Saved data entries
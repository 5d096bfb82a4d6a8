//! The image interface shared by source images and reprojected images.

use std::rc::Rc;

use reproj_common::{Extent, LoadState, Raster, ReprojResult};

use crate::events::Subscription;

/// A raster image that loads asynchronously and reports state changes.
///
/// Implementations are single-threaded: listeners run on the thread that
/// drives the image, never concurrently with it.
pub trait LayerImage {
    fn state(&self) -> LoadState;

    /// The pixels, available once the image is [`LoadState::Loaded`].
    fn raster(&self) -> Option<Rc<Raster>>;

    fn extent(&self) -> Extent;

    /// Units per pixel, if known.
    fn resolution(&self) -> Option<f64>;

    fn pixel_ratio(&self) -> f64;

    /// Start loading. A no-op unless the image is [`LoadState::Idle`].
    fn load(&self) -> ReprojResult<()>;

    /// Register a change listener.
    fn subscribe(&self, listener: Box<dyn Fn()>) -> Subscription;
}

/// Whether two image handles point at the same image.
pub fn same_image(a: &Rc<dyn LayerImage>, b: &Rc<dyn LayerImage>) -> bool {
    std::ptr::eq(Rc::as_ptr(a) as *const (), Rc::as_ptr(b) as *const ())
}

What the exercise asks: A single number is expected: how many lines in the entries contain "self".

Answer space: 7